Anyone see anything wrong with this strategy/query?

ONQ.


----------



## sunrock (16 Oct 2010)

The euro floats against other major currencies such as the UK and US, both of which are engaged in QE....printing money. Of course the euro can be printed too so these DEvaluations due to money printing to gain a competitive advantage are already happening. 
Also the major currencies can buy and sell each others currencies  If they deem it is too high or too low.
Thus the euro can`t really do a competitive devaluation against the major currencies.
Even if it could ,it wouldn`t debase the currency to help ireland out.Having a single stable currency is supposed to instill discipline.
Instead of devaluation our government will have to tax more and spend less and cut public sector wages.That would make us more competitive while still retaining a stable currency.


----------



## ringledman (17 Oct 2010)

All Western central banks are in a fight to the bottom for having a weak currency. The EcB is a bit behind the curve bit will eventually have to do so.

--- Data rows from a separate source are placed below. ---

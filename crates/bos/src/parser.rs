//! Bounded recursive-descent walker shared by validation and decoding.

use bos_buffers::{BufferError, Reader};

use crate::builder::ValueBuilder;
use crate::constants::{Tag, HEADER_SIZE, MIN_BUFFER_SIZE};
use crate::error::DecodeError;
use crate::options::{DecodeOptions, UnknownTagPolicy};
use crate::varint::read_varint;

/// The 4-byte size header of a buffer that passed the entry checks.
#[derive(Debug, Clone, Copy, PartialEq, Eq)]
pub struct Header {
    /// Total encoded length, header included.
    pub declared: u32,
}

impl Header {
    /// Reads and checks the header of `data`.
    ///
    /// Rejects inputs shorter than 5 bytes, declared sizes under 5 and
    /// declared sizes larger than `data`.
    pub fn parse(data: &[u8]) -> Result<Header, DecodeError> {
        if data.len() < MIN_BUFFER_SIZE {
            return Err(DecodeError::BufferTooSmall { len: data.len() });
        }
        let declared = u32::from_le_bytes([data[0], data[1], data[2], data[3]]);
        let end = usize::try_from(declared).unwrap_or(usize::MAX);
        if end < MIN_BUFFER_SIZE {
            return Err(DecodeError::DeclaredSizeTooSmall { declared });
        }
        if end > data.len() {
            return Err(DecodeError::DeclaredSizeExceedsBuffer {
                declared,
                len: data.len(),
            });
        }
        Ok(Header { declared })
    }

    /// End of the declared region as a slice index.
    pub fn end(&self) -> usize {
        // `parse` checked that the declared size fits inside a slice.
        self.declared as usize
    }
}

/// Walks one buffer, reporting every item to a [`ValueBuilder`].
///
/// All reads are confined to `HEADER_SIZE..declared`. Nothing past the
/// declared size is ever touched, even when the slice is longer.
pub struct Parser<'a, 'b, B> {
    reader: Reader<'a>,
    header: Header,
    builder: &'b mut B,
    options: DecodeOptions,
}

impl<'a, 'b, B: ValueBuilder> Parser<'a, 'b, B> {
    pub fn new(data: &'a [u8], header: Header, builder: &'b mut B, options: DecodeOptions) -> Self {
        Self {
            reader: Reader::from_slice(data, HEADER_SIZE, header.end()),
            header,
            builder,
            options,
        }
    }

    /// Reads the root value and, in exact-size mode, checks that it fills
    /// the declared region.
    pub fn parse_root(mut self) -> Result<B::Node, DecodeError> {
        let root = self.read_value(0)?;
        if self.options.exact_size && !self.reader.is_eof() {
            return Err(DecodeError::TrailingBytes {
                unused: self.reader.remaining(),
                declared: self.header.declared,
            });
        }
        Ok(root)
    }

    /// Reads a tag and its payload. `depth` is the number of containers
    /// enclosing the value.
    ///
    /// Only containers recurse; scalar payloads are read out of line so each
    /// nesting level costs one small frame.
    pub fn read_value(&mut self, depth: usize) -> Result<B::Node, DecodeError> {
        let offset = self.reader.position();
        let byte = self
            .reader
            .try_u8()
            .map_err(|err| buffer_error(err, offset))?;
        match Tag::from_u8(byte) {
            Some(tag) if tag.is_container() => {
                let depth = self.enter(tag, depth, offset)?;
                match tag {
                    Tag::Array => self.read_array(depth),
                    _ => self.read_object(depth),
                }
            }
            Some(tag) => self.read_scalar(tag),
            None => match self.options.unknown_tags {
                UnknownTagPolicy::Null => Ok(self.builder.null()),
                UnknownTagPolicy::Reject => Err(DecodeError::UnknownTag { tag: byte, offset }),
            },
        }
    }

    #[inline(never)]
    fn read_scalar(&mut self, tag: Tag) -> Result<B::Node, DecodeError> {
        let node = match tag {
            Tag::Null => self.builder.null(),
            Tag::Bool => {
                let b = self.fixed(Reader::try_u8)?;
                self.builder.bool(b != 0)
            }
            Tag::Int8 => {
                let v = self.fixed(Reader::try_i8)?;
                self.builder.integer(i64::from(v))
            }
            Tag::Int16 => {
                let v = self.fixed(Reader::try_i16)?;
                self.builder.integer(i64::from(v))
            }
            Tag::Int32 => {
                let v = self.fixed(Reader::try_i32)?;
                self.builder.integer(i64::from(v))
            }
            Tag::Int64 => {
                let v = self.fixed(Reader::try_i64)?;
                self.builder.integer(v)
            }
            Tag::UInt8 => {
                let v = self.fixed(Reader::try_u8)?;
                self.builder.integer(i64::from(v))
            }
            Tag::UInt16 => {
                let v = self.fixed(Reader::try_u16)?;
                self.builder.integer(i64::from(v))
            }
            Tag::UInt32 => {
                let v = self.fixed(Reader::try_u32)?;
                self.builder.integer(i64::from(v))
            }
            Tag::UInt64 => {
                let v = self.fixed(Reader::try_u64)?;
                self.builder.uinteger(v)
            }
            Tag::Float => {
                let v = self.fixed(Reader::try_f32)?;
                self.builder.real(f64::from(v))
            }
            Tag::Double => {
                let v = self.fixed(Reader::try_f64)?;
                self.builder.real(v)
            }
            Tag::String => {
                let s = self.read_str()?;
                self.builder.string(s)
            }
            Tag::Bytes => {
                let len = self.read_length(1)?;
                let at = self.reader.position();
                let b = self.reader.try_buf(len).map_err(|err| buffer_error(err, at))?;
                self.builder.bytes(b)
            }
            // Dispatched by `read_value`.
            Tag::Array | Tag::Object => self.builder.null(),
        };
        Ok(node)
    }

    fn enter(&self, tag: Tag, depth: usize, offset: usize) -> Result<usize, DecodeError> {
        let depth = depth + 1;
        if depth > self.options.max_depth {
            tracing::debug!(
                kind = tag.name(),
                offset,
                max_depth = self.options.max_depth,
                "nesting limit reached"
            );
            return Err(DecodeError::TooDeep {
                max_depth: self.options.max_depth,
                offset,
            });
        }
        Ok(depth)
    }

    fn read_array(&mut self, depth: usize) -> Result<B::Node, DecodeError> {
        // Every element carries at least its tag byte.
        let count = self.read_length(1)?;
        let mut array = self.builder.array(count);
        for _ in 0..count {
            let element = self.read_value(depth)?;
            self.builder.array_append(&mut array, element);
        }
        Ok(array)
    }

    fn read_object(&mut self, depth: usize) -> Result<B::Node, DecodeError> {
        // Every pair carries at least a key length byte and a tag byte.
        let count = self.read_length(2)?;
        let mut object = self.builder.object(count);
        for _ in 0..count {
            let key = self.read_str()?;
            let value = self.read_value(depth)?;
            self.builder.object_set(&mut object, key, value);
        }
        Ok(object)
    }

    fn read_str(&mut self) -> Result<&'a str, DecodeError> {
        let len = self.read_length(1)?;
        let at = self.reader.position();
        self.reader.try_utf8(len).map_err(|err| buffer_error(err, at))
    }

    /// Reads a varint length or count and checks that `unit` bytes per item
    /// fit in what is left of the declared region.
    fn read_length(&mut self, unit: u64) -> Result<usize, DecodeError> {
        let offset = self.reader.position();
        let length = read_varint(&mut self.reader).map_err(|err| buffer_error(err, offset))?;
        let remaining = self.reader.remaining();
        match length.checked_mul(unit) {
            Some(needed) if needed <= remaining as u64 => Ok(length as usize),
            _ => Err(DecodeError::Truncated { offset }),
        }
    }

    fn fixed<T>(
        &mut self,
        read: impl FnOnce(&mut Reader<'a>) -> Result<T, BufferError>,
    ) -> Result<T, DecodeError> {
        let offset = self.reader.position();
        read(&mut self.reader).map_err(|err| buffer_error(err, offset))
    }
}

fn buffer_error(err: BufferError, offset: usize) -> DecodeError {
    match err {
        BufferError::EndOfBuffer => DecodeError::Truncated { offset },
        BufferError::InvalidUtf8 => DecodeError::InvalidUtf8 { offset },
    }
}

#[cfg(test)]
mod tests {
    use super::*;
    use crate::builder::{BosValueBuilder, SkipBuilder};
    use crate::value::BosValue;

    fn walk(data: &[u8], options: DecodeOptions) -> Result<BosValue, DecodeError> {
        let header = Header::parse(data)?;
        Parser::new(data, header, &mut BosValueBuilder, options).parse_root()
    }

    #[test]
    fn header_checks() {
        assert_eq!(
            Header::parse(&[5, 0, 0, 0]),
            Err(DecodeError::BufferTooSmall { len: 4 })
        );
        assert_eq!(
            Header::parse(&[4, 0, 0, 0, 0]),
            Err(DecodeError::DeclaredSizeTooSmall { declared: 4 })
        );
        assert_eq!(
            Header::parse(&[6, 0, 0, 0, 0]),
            Err(DecodeError::DeclaredSizeExceedsBuffer { declared: 6, len: 5 })
        );
        assert_eq!(Header::parse(&[5, 0, 0, 0, 0]), Ok(Header { declared: 5 }));
    }

    #[test]
    fn reads_stay_inside_declared_region() {
        // A uint8 whose payload byte sits past the declared size.
        let data = [5, 0, 0, 0, 0x06, 0x2a];
        assert_eq!(
            walk(&data, DecodeOptions::default()),
            Err(DecodeError::Truncated { offset: 5 })
        );
    }

    #[test]
    fn unknown_tag_policy() {
        let data = [5, 0, 0, 0, 0x10];
        assert_eq!(
            walk(&data, DecodeOptions::default()),
            Err(DecodeError::UnknownTag { tag: 0x10, offset: 4 })
        );
        let lenient = DecodeOptions::default().with_unknown_tags(UnknownTagPolicy::Null);
        assert_eq!(walk(&data, lenient), Ok(BosValue::Null));
    }

    #[test]
    fn depth_counts_containers() {
        // [[ ]]
        let data = [8, 0, 0, 0, 0x0e, 0x01, 0x0e, 0x00];
        let options = DecodeOptions::default().with_max_depth(2);
        assert!(walk(&data, options).is_ok());
        let options = DecodeOptions::default().with_max_depth(1);
        assert_eq!(
            walk(&data, options),
            Err(DecodeError::TooDeep { max_depth: 1, offset: 6 })
        );
    }

    #[test]
    fn nested_objects_hit_the_limit_too() {
        // {"": {"": null}}
        let data = [11, 0, 0, 0, 0x0f, 0x01, 0x00, 0x0f, 0x01, 0x00, 0x00];
        assert!(walk(&data, DecodeOptions::default().with_max_depth(2)).is_ok());
        assert_eq!(
            walk(&data, DecodeOptions::default().with_max_depth(1)),
            Err(DecodeError::TooDeep { max_depth: 1, offset: 7 })
        );
    }

    #[test]
    fn count_larger_than_region_fails_before_allocating() {
        // Array claiming u64::MAX elements.
        let data = [14, 0, 0, 0, 0x0e, 0xff, 0xff, 0xff, 0xff, 0xff, 0xff, 0xff, 0xff, 0xff];
        assert_eq!(
            walk(&data, DecodeOptions::default()),
            Err(DecodeError::Truncated { offset: 5 })
        );
    }

    #[test]
    fn invalid_utf8_reports_payload_offset() {
        let data = [7, 0, 0, 0, 0x0c, 0x01, 0xff];
        assert_eq!(
            walk(&data, DecodeOptions::default()),
            Err(DecodeError::InvalidUtf8 { offset: 6 })
        );
    }

    #[test]
    fn trailing_bytes_only_matter_in_exact_mode() {
        let data = [6, 0, 0, 0, 0x00, 0x00];
        assert_eq!(walk(&data, DecodeOptions::default()), Ok(BosValue::Null));
        assert_eq!(
            walk(&data, DecodeOptions::default().with_exact_size(true)),
            Err(DecodeError::TrailingBytes { unused: 1, declared: 6 })
        );
    }

    #[test]
    fn skip_builder_walks_without_output() {
        let data = [12, 0, 0, 0, 0x0f, 0x01, 0x01, b'a', 0x0e, 0x01, 0x01, 0x01];
        let header = Header::parse(&data).unwrap();
        let result = Parser::new(&data, header, &mut SkipBuilder, DecodeOptions::default()).parse_root();
        assert_eq!(result, Ok(()));
    }
}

The result, eventually rampant inflation and a reduction in living standards.

The euro has been a disaster for Ireland, Spain, Greece, etc when measured in terms of competitiveness.


----------



## onq (17 Oct 2010)

I agree.

It was foreseen at the time but we had assurances about being "part of something bigger".

The trouble is the something bigger isn't fully formed and so as partially part of something bigger we are between a rock and a hard place.

This suggests a full federalization of Europe is required to stabilise Ireland, with us becoming a northwestern province without autonomous control of our economy or government.

Given how FUBAR the current situation is, and the availability of likely people of vision to lead us out of this in Brussels or Ireland or the rest of Europe, I'm not sure what way to go.

Free fall exchange rates and opening ourselves to competition from Third World Countries - aka globalization - doesn't seem to be doing us many favours, does it?

Rapid change is not designed to benefit the many or even a country.
Its designed to concentrate wealth in the hands of the few and destabilize the middle classes.

ONQ.


----------



## roker (17 Oct 2010)

When the Euro was formed it was parity with the Dollar and about £1.30 so are we not lower now. It all seems relative. I know because my UK pension took a drop


----------



## onq (17 Oct 2010)

Are you referring to Sterling or Punts with that pound sign?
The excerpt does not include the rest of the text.